Another instance of this leftward movement occurred with the establishment of the Labor College in July 1917. Only two years earlier the THC had participated in the launching of a Workers’ Education Association in Victoria, but this was now repudiated by the left because “its teachers are University professors” whose “teachings are an intellectual justification” of the middle classes. In contradistinction, “the Victorian Labor College offers the workers a revolutionary culture. It pins its faith to trade unionism as the hope of the economic world … Its teachings will be conditioned by the exigencies of the class struggle, the fundamental fact of our economic life.”[81] The college taught an amalgam of guild socialism, as personified in Reverend F. Sinclaire and Maurice Blackburn, and Marxism from Guido Barrachi. Frank Hyett and the Victorian Railways Union were equally active, and the college had its headquarters in the union’s Unity Hall.

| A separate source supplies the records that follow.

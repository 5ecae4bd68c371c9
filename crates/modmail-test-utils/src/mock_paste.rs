// SPDX-FileCopyrightText: 2026 Modmail Contributors
// SPDX-License-Identifier: MIT OR Apache-2.0

//! Mock paste service that records uploads.

use std::sync::Arc;

use async_trait::async_trait;
use tokio::sync::Mutex;

use modmail_core::traits::adapter::PluginAdapter;
use modmail_core::traits::paste::PasteService;
use modmail_core::types::{AdapterType, HealthStatus, PasteRequest};
use modmail_core::ModmailError;

/// Paste service returning `https://paste.test/<n>` for the n-th upload.
pub struct MockPaste {
    uploads: Arc<Mutex<Vec<PasteRequest>>>,
}

impl MockPaste {
    pub fn new() -> Self {
        Self {
            uploads: Arc::new(Mutex::new(Vec::new())),
        }
    }

    pub async fn uploads(&self) -> Vec<PasteRequest> {
        self.uploads.lock().await.clone()
    }
}

impl Default for MockPaste {
    fn default() -> Self {
        Self::new()
    }
}

#[async_trait]
impl PluginAdapter for MockPaste {
    fn name(&self) -> &str {
        "mock-paste"
    }

    fn version(&self) -> semver::Version {
        semver::Version::new(0, 1, 0)
    }

    fn adapter_type(&self) -> AdapterType {
        AdapterType::Paste
    }

    async fn health_check(&self) -> Result<HealthStatus, ModmailError> {
        Ok(HealthStatus::Healthy)
    }

    async fn shutdown(&self) -> Result<(), ModmailError> {
        Ok(())
    }
}

#[async_trait]
impl PasteService for MockPaste {
    async fn upload(&self, request: &PasteRequest) -> Result<String, ModmailError> {
        let mut uploads = self.uploads.lock().await;
        uploads.push(request.clone());
        Ok(format!("https://paste.test/{}", uploads.len()))
    }
}
// SPDX-FileCopyrightText: 2026 Modmail Contributors
// SPDX-License-Identifier: MIT OR Apache-2.0

//! Query modules for CRUD operations on conversation records.

pub mod conversations;
pub mod messages;
// SPDX-FileCopyrightText: 2026 Modmail Contributors
// SPDX-License-Identifier: MIT OR Apache-2.0

//! Durable conversation store trait.

use async_trait::async_trait;

use crate::error::ModmailError;
use crate::traits::adapter::PluginAdapter;
use crate::types::{ChannelId, Conversation, UserId};

/// Persistence for open conversations, keyed by user and by relay channel.
#[async_trait]
pub trait ConversationStore: PluginAdapter {
    /// Initializes the backend (migrations, connection, etc.).
    async fn initialize(&self) -> Result<(), ModmailError>;

    /// Closes the backend, flushing pending writes.
    async fn close(&self) -> Result<(), ModmailError>;

    /// Persists a new conversation together with its initial messages.
    async fn create_conversation(&self, conversation: &Conversation) -> Result<(), ModmailError>;

    async fn find_by_user(&self, user: &UserId) -> Result<Option<Conversation>, ModmailError>;

    async fn find_by_channel(
        &self,
        channel: &ChannelId,
    ) -> Result<Option<Conversation>, ModmailError>;

    async fn list_conversations(&self) -> Result<Vec<Conversation>, ModmailError>;

    /// Appends one line to the user's history.
    ///
    /// Returns `Ok(false)` when the user has no stored conversation.
    async fn append_message(&self, user: &UserId, line: &str) -> Result<bool, ModmailError>;

    /// Deletes the user's conversation. Returns the number of records removed.
    async fn delete_by_user(&self, user: &UserId) -> Result<u64, ModmailError>;

    /// Deletes every conversation mapped to `channel`. Returns the number removed.
    async fn delete_by_channel(&self, channel: &ChannelId) -> Result<u64, ModmailError>;
}
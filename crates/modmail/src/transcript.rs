// SPDX-FileCopyrightText: 2026 Modmail Contributors
// SPDX-License-Identifier: MIT OR Apache-2.0

//! `modmail transcript` command implementation.
//!
//! Renders an HTML transcript offline from a JSON dump of the form
//! `{"channel": {...}, "messages": [...]}`.

use std::path::Path;

use modmail_config::ModmailConfig;
use modmail_core::types::{ChannelMeta, HistoryMessage};
use modmail_core::ModmailError;
use modmail_transcript::TranscriptRenderer;
use serde::Deserialize;

/// A channel's metadata and ordered messages.
#[derive(Debug, Deserialize)]
pub struct TranscriptDump {
    pub channel: ChannelMeta,
    pub messages: Vec<HistoryMessage>,
}

fn io_error(action: &str, path: &Path, e: std::io::Error) -> ModmailError {
    ModmailError::Transcript {
        message: format!("failed to {action} {}: {e}", path.display()),
        source: Some(Box::new(e)),
    }
}

/// Runs the `modmail transcript` command.
pub async fn run_transcript(
    config: &ModmailConfig,
    input: &Path,
    output: &Path,
) -> Result<(), ModmailError> {
    let raw = tokio::fs::read(input)
        .await
        .map_err(|e| io_error("read", input, e))?;
    let dump: TranscriptDump =
        serde_json::from_slice(&raw).map_err(|e| ModmailError::Transcript {
            message: format!("invalid transcript dump {}: {e}", input.display()),
            source: Some(Box::new(e)),
        })?;

    let html = TranscriptRenderer::new(&config.transcript)
        .render(&dump.channel, &dump.messages)
        .await?;
    tokio::fs::write(output, &html)
        .await
        .map_err(|e| io_error("write", output, e))?;

    println!(
        "modmail: rendered {} messages to {}",
        dump.messages.len(),
        output.display()
    );
    Ok(())
}
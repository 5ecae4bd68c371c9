// SPDX-FileCopyrightText: 2026 Modmail Contributors
// SPDX-License-Identifier: MIT OR Apache-2.0

//! Mock chat platform for deterministic testing.
//!
//! `MockPlatform` implements `ChatPlatform` by capturing every outbound call
//! for assertion in tests. Channel creation can be held open to exercise
//! concurrent first messages.

use std::collections::{HashMap, HashSet};
use std::sync::Arc;
use std::sync::atomic::{AtomicBool, AtomicU64, Ordering};

use async_trait::async_trait;
use tokio::sync::{Mutex, Notify};

use modmail_core::traits::adapter::PluginAdapter;
use modmail_core::traits::platform::ChatPlatform;
use modmail_core::types::{
    AdapterType, ChannelId, ChannelMeta, HealthStatus, HistoryMessage, MessageId, Notice,
    RelayChannelSpec, UserId, UserProfile,
};
use modmail_core::ModmailError;

/// A text message captured by the mock.
#[derive(Debug, Clone, PartialEq, Eq)]
pub struct SentMessage {
    pub target: String,
    pub content: String,
}

#[derive(Default)]
struct Recorded {
    dms: Vec<SentMessage>,
    channel_messages: Vec<SentMessage>,
    created: Vec<RelayChannelSpec>,
    pinned: Vec<(ChannelId, MessageId)>,
    deleted: Vec<ChannelId>,
    notices: Vec<(ChannelId, Notice)>,
    files: Vec<(ChannelId, String, Vec<u8>)>,
}

/// A mock chat platform for testing.
pub struct MockPlatform {
    guild_name: String,
    recorded: Arc<Mutex<Recorded>>,
    live_channels: Arc<Mutex<HashSet<ChannelId>>>,
    history: Arc<Mutex<HashMap<ChannelId, Vec<HistoryMessage>>>>,
    next_id: AtomicU64,
    hold_creation: AtomicBool,
    creation_started: Arc<Notify>,
    creation_released: Arc<Notify>,
    fail_dms: AtomicBool,
}

impl MockPlatform {
    pub fn new() -> Self {
        Self {
            guild_name: "Mock Guild".to_string(),
            recorded: Arc::new(Mutex::new(Recorded::default())),
            live_channels: Arc::new(Mutex::new(HashSet::new())),
            history: Arc::new(Mutex::new(HashMap::new())),
            next_id: AtomicU64::new(1),
            hold_creation: AtomicBool::new(false),
            creation_started: Arc::new(Notify::new()),
            creation_released: Arc::new(Notify::new()),
            fail_dms: AtomicBool::new(false),
        }
    }

    fn next_id(&self, prefix: &str) -> String {
        format!("{prefix}-{}", self.next_id.fetch_add(1, Ordering::SeqCst))
    }

    /// Marks a channel as existing without going through creation.
    pub async fn add_channel(&self, channel: &ChannelId) {
        self.live_channels.lock().await.insert(channel.clone());
    }

    /// Makes a channel unknown to the platform, as if staff deleted it by hand.
    pub async fn remove_channel(&self, channel: &ChannelId) {
        self.live_channels.lock().await.remove(channel);
    }

    /// Sets the history returned by `fetch_history` for a channel.
    pub async fn set_history(&self, channel: &ChannelId, messages: Vec<HistoryMessage>) {
        self.history.lock().await.insert(channel.clone(), messages);
    }

    /// Makes `create_relay_channel` block until [`release_creation`] is called.
    ///
    /// [`release_creation`]: MockPlatform::release_creation
    pub fn hold_creation(&self) {
        self.hold_creation.store(true, Ordering::SeqCst);
    }

    /// Waits until a held `create_relay_channel` call has started.
    pub async fn creation_started(&self) {
        self.creation_started.notified().await;
    }

    /// Lets one held `create_relay_channel` call finish.
    pub fn release_creation(&self) {
        self.hold_creation.store(false, Ordering::SeqCst);
        self.creation_released.notify_one();
    }

    /// Makes every `send_dm` call fail.
    pub fn fail_dms(&self) {
        self.fail_dms.store(true, Ordering::SeqCst);
    }

    pub async fn dms(&self) -> Vec<SentMessage> {
        self.recorded.lock().await.dms.clone()
    }

    pub async fn channel_messages(&self) -> Vec<SentMessage> {
        self.recorded.lock().await.channel_messages.clone()
    }

    pub async fn created_channels(&self) -> Vec<RelayChannelSpec> {
        self.recorded.lock().await.created.clone()
    }

    pub async fn pinned(&self) -> Vec<(ChannelId, MessageId)> {
        self.recorded.lock().await.pinned.clone()
    }

    pub async fn deleted_channels(&self) -> Vec<ChannelId> {
        self.recorded.lock().await.deleted.clone()
    }

    pub async fn notices(&self) -> Vec<(ChannelId, Notice)> {
        self.recorded.lock().await.notices.clone()
    }

    pub async fn files(&self) -> Vec<(ChannelId, String, Vec<u8>)> {
        self.recorded.lock().await.files.clone()
    }
}

impl Default for MockPlatform {
    fn default() -> Self {
        Self::new()
    }
}

#[async_trait]
impl PluginAdapter for MockPlatform {
    fn name(&self) -> &str {
        "mock-platform"
    }

    fn version(&self) -> semver::Version {
        semver::Version::new(0, 1, 0)
    }

    fn adapter_type(&self) -> AdapterType {
        AdapterType::Platform
    }

    async fn health_check(&self) -> Result<HealthStatus, ModmailError> {
        Ok(HealthStatus::Healthy)
    }

    async fn shutdown(&self) -> Result<(), ModmailError> {
        Ok(())
    }
}

#[async_trait]
impl ChatPlatform for MockPlatform {
    async fn guild_name(&self) -> Result<String, ModmailError> {
        Ok(self.guild_name.clone())
    }

    async fn send_dm(&self, user: &UserId, content: &str) -> Result<MessageId, ModmailError> {
        if self.fail_dms.load(Ordering::SeqCst) {
            return Err(ModmailError::Channel {
                message: format!("cannot send messages to user {user}"),
                source: None,
            });
        }
        self.recorded.lock().await.dms.push(SentMessage {
            target: user.to_string(),
            content: content.to_string(),
        });
        Ok(MessageId(self.next_id("dm")))
    }

    async fn send_to_channel(
        &self,
        channel: &ChannelId,
        content: &str,
    ) -> Result<MessageId, ModmailError> {
        self.recorded.lock().await.channel_messages.push(SentMessage {
            target: channel.to_string(),
            content: content.to_string(),
        });
        Ok(MessageId(self.next_id("msg")))
    }

    async fn create_relay_channel(
        &self,
        spec: &RelayChannelSpec,
    ) -> Result<ChannelId, ModmailError> {
        if self.hold_creation.load(Ordering::SeqCst) {
            self.creation_started.notify_one();
            self.creation_released.notified().await;
        }
        let channel = ChannelId(self.next_id("channel"));
        self.recorded.lock().await.created.push(spec.clone());
        self.live_channels.lock().await.insert(channel.clone());
        Ok(channel)
    }

    async fn pin_message(
        &self,
        channel: &ChannelId,
        message: &MessageId,
    ) -> Result<(), ModmailError> {
        self.recorded
            .lock()
            .await
            .pinned
            .push((channel.clone(), message.clone()));
        Ok(())
    }

    async fn channel_exists(&self, channel: &ChannelId) -> Result<bool, ModmailError> {
        Ok(self.live_channels.lock().await.contains(channel))
    }

    async fn delete_channel(&self, channel: &ChannelId) -> Result<(), ModmailError> {
        self.live_channels.lock().await.remove(channel);
        self.recorded.lock().await.deleted.push(channel.clone());
        Ok(())
    }

    async fn fetch_user(&self, user: &UserId) -> Result<UserProfile, ModmailError> {
        Ok(UserProfile {
            id: user.clone(),
            name: format!("user{user}"),
            tag: format!("user{user}#0001"),
            avatar_url: Some(format!("https://cdn.example/avatars/{user}.png")),
        })
    }

    async fn send_notice(
        &self,
        channel: &ChannelId,
        notice: &Notice,
    ) -> Result<MessageId, ModmailError> {
        self.recorded
            .lock()
            .await
            .notices
            .push((channel.clone(), notice.clone()));
        Ok(MessageId(self.next_id("notice")))
    }

    async fn fetch_history(
        &self,
        channel: &ChannelId,
        limit: usize,
    ) -> Result<Vec<HistoryMessage>, ModmailError> {
        let history = self.history.lock().await;
        let messages = history.get(channel).cloned().unwrap_or_default();
        let skip = messages.len().saturating_sub(limit);
        Ok(messages.into_iter().skip(skip).collect())
    }

    async fn channel_meta(&self, channel: &ChannelId) -> Result<ChannelMeta, ModmailError> {
        Ok(ChannelMeta {
            guild_name: self.guild_name.clone(),
            guild_icon_url: None,
            channel_name: format!("relay-{channel}"),
        })
    }

    async fn send_file(
        &self,
        channel: &ChannelId,
        file_name: &str,
        bytes: Vec<u8>,
    ) -> Result<MessageId, ModmailError> {
        self.recorded
            .lock()
            .await
            .files
            .push((channel.clone(), file_name.to_string(), bytes));
        Ok(MessageId(self.next_id("file")))
    }
}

Indicative of the strength of the leftward shift was the appearance of anti-racist material in Labor Call, which early in February 1917 quoted Debs on the colourless nature of the class struggle. Reports of strikes and other union activity in Japan were given favourable treatment, although the tone was often that expressed by the regular contributor, W. Wallis: “We believe in a White Australia, but we welcome the native of his own hearth, who strikes a blow against the devouring capitalist.” Sympathetic reports of coloured workers increased once Maurice Blackburn became editor in 1918 since he believed that the Australian Labor movement had ‘‘no hope of success except as part of the international movement”.[82] Most of the attacks on racism came in the publications that were more directly inspired by the Russian Revolution, the One Big Union Herald demonstrating its proletarian internationalism with headlines such as “Wake-up White Australians; Turn Red and follow the Example of Your Despised Yellow Brothers”. The long haul against racism had begun.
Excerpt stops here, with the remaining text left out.